Elite status is the cornerstone of a successful frequent flyer strategy. The bonus miles, upgrades and priority services can make the difference between a stress-filled trip and a stress-free trip.
Two of the largest U.S.-based airlines – Delta and United – have introduced a significant change to their requirements for elite status. Historically, elite status has been based on how many miles a traveler flies in a year. Delta and United have now imposed an additional requirement: A minimum spending threshold. While this won’t affect many business travelers, leisure travelers looking to qualify for elite status will have to strategize in order to avoid these minimum spending amounts.
The following chart summarizes the requirements.

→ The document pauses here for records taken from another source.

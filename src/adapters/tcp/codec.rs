//! Frame codec.
//!
//! Wire format:
//!
//! ```text
//! message:   \0 \0 \0 <ascii decimal payload length> \0 <payload: UTF-8 JSON>
//! heartbeat: \0 \0 \0 h \0
//! ```
//!
//! The decoder scans for the three-null sentinel, so bytes in front of it are
//! skipped and reported, and a frame split across reads stays buffered until
//! its payload is complete.

use super::{DecodeResult, EncodeResult};
use bytes::{Buf, BufMut, BytesMut};
use serde_json::Value;

/// Frame sentinel.
const SENTINEL: &[u8; 3] = b"\0\0\0";

/// Encoded heartbeat frame.
pub const HEARTBEAT: &[u8; 5] = b"\0\0\0h\0";

/// Longest accepted length field.
const MAX_LENGTH_DIGITS: usize = 20;

/// Trait for protocol codecs.
pub trait ProtocolCodec: Send + Sync {
    /// The frame type decoded from the wire.
    type Request;

    /// The frame type encoded to the wire.
    type Response;

    /// Attempt to decode one frame, consuming its bytes on `Complete`.
    /// `Invalid` also consumes the bytes it rejects.
    fn decode(&self, buffer: &mut BytesMut) -> DecodeResult<Self::Request>;

    /// Encode a frame to bytes.
    fn encode(&self, response: &Self::Response) -> EncodeResult;

    /// Get the protocol name.
    fn protocol_name(&self) -> &'static str;
}

/// A decoded frame.
#[derive(Debug, Clone, PartialEq)]
pub enum Frame {
    Heartbeat,
    Message(Value),
}

/// Codec for the null-delimited framing.
#[derive(Debug, Clone, Copy)]
pub struct FrameCodec {
    max_frame_bytes: usize,
}

impl FrameCodec {
    /// Create a codec rejecting payloads larger than `max_frame_bytes`.
    pub fn new(max_frame_bytes: usize) -> Self {
        Self { max_frame_bytes }
    }
}

fn find_sentinel(data: &[u8]) -> Option<usize> {
    data.windows(SENTINEL.len()).position(|w| w == SENTINEL)
}

/// Number of trailing null bytes, which may be the start of a split sentinel.
fn trailing_nulls(data: &[u8]) -> usize {
    data.iter().rev().take_while(|b| **b == 0).count()
}

impl ProtocolCodec for FrameCodec {
    type Request = Frame;
    type Response = Frame;

    fn decode(&self, buffer: &mut BytesMut) -> DecodeResult<Frame> {
        let Some(start) = find_sentinel(&buffer[..]) else {
            let keep = trailing_nulls(&buffer[..]).min(SENTINEL.len() - 1);
            let junk = buffer.len() - keep;
            if junk == 0 {
                return DecodeResult::Incomplete;
            }
            buffer.advance(junk);
            return DecodeResult::Invalid(format!("skipped {junk} bytes outside a frame"));
        };
        if start > 0 {
            buffer.advance(start);
            return DecodeResult::Invalid(format!("skipped {start} bytes before frame header"));
        }

        let rest = &buffer[SENTINEL.len()..];
        let Some(&first) = rest.first() else {
            return DecodeResult::Incomplete;
        };

        if first == b'h' {
            return match rest.get(1).copied() {
                None => DecodeResult::Incomplete,
                Some(0) => {
                    buffer.advance(HEARTBEAT.len());
                    DecodeResult::Complete(Frame::Heartbeat)
                }
                Some(_) => {
                    buffer.advance(1);
                    DecodeResult::Invalid("malformed heartbeat".into())
                }
            };
        }

        let Some(end) = rest.iter().position(|b| *b == 0) else {
            if rest.len() > MAX_LENGTH_DIGITS || !rest.iter().all(u8::is_ascii_digit) {
                buffer.advance(1);
                return DecodeResult::Invalid("malformed length field".into());
            }
            return DecodeResult::Incomplete;
        };
        let digits = &rest[..end];
        let length = if digits.is_empty() || !digits.iter().all(u8::is_ascii_digit) {
            None
        } else {
            std::str::from_utf8(digits)
                .ok()
                .and_then(|s| s.parse::<usize>().ok())
        };
        let Some(length) = length else {
            buffer.advance(1);
            return DecodeResult::Invalid("malformed length field".into());
        };

        let header_len = SENTINEL.len() + end + 1;
        if length > self.max_frame_bytes {
            buffer.advance(header_len);
            return DecodeResult::Invalid(format!(
                "frame of {length} bytes exceeds limit of {}",
                self.max_frame_bytes
            ));
        }
        if buffer.len() < header_len + length {
            return DecodeResult::Incomplete;
        }

        buffer.advance(header_len);
        let payload = buffer.split_to(length);
        match serde_json::from_slice(&payload) {
            Ok(value) => DecodeResult::Complete(Frame::Message(value)),
            Err(e) => DecodeResult::Invalid(format!("payload is not JSON: {e}")),
        }
    }

    fn encode(&self, frame: &Frame) -> EncodeResult {
        match frame {
            Frame::Heartbeat => EncodeResult::Ok(bytes::Bytes::from_static(HEARTBEAT)),
            Frame::Message(value) => match serde_json::to_vec(value) {
                Ok(payload) => {
                    let header = format!("\0\0\0{}\0", payload.len());
                    let mut out = BytesMut::with_capacity(header.len() + payload.len());
                    out.put_slice(header.as_bytes());
                    out.put_slice(&payload);
                    EncodeResult::Ok(out.freeze())
                }
                Err(e) => EncodeResult::Error(e.to_string()),
            },
        }
    }

    fn protocol_name(&self) -> &'static str {
        "framed-json"
    }
}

While it may not seem like it, this change may be positive in the long run, as it will weed out people who aren’t savvy or loyal enough to earn elite status. Less elites would make upgrades easier to get, and hopefully would prevent the airlines from further reducing the benefits of elite status.
For those of you who are more savvy than spendy, there are a couple ways around these new requirements. The minimum spending thresholds are waived in the following circumstances:
- If you spend at least $25,000 per year on the airline’s co-branded credit card. This waiver works for all levels at Delta, and for every level except 1K at United.
- If you have a non-U.S. based mailing address on your mileage account.
I predict a rush on Canadian post office boxes in the near future.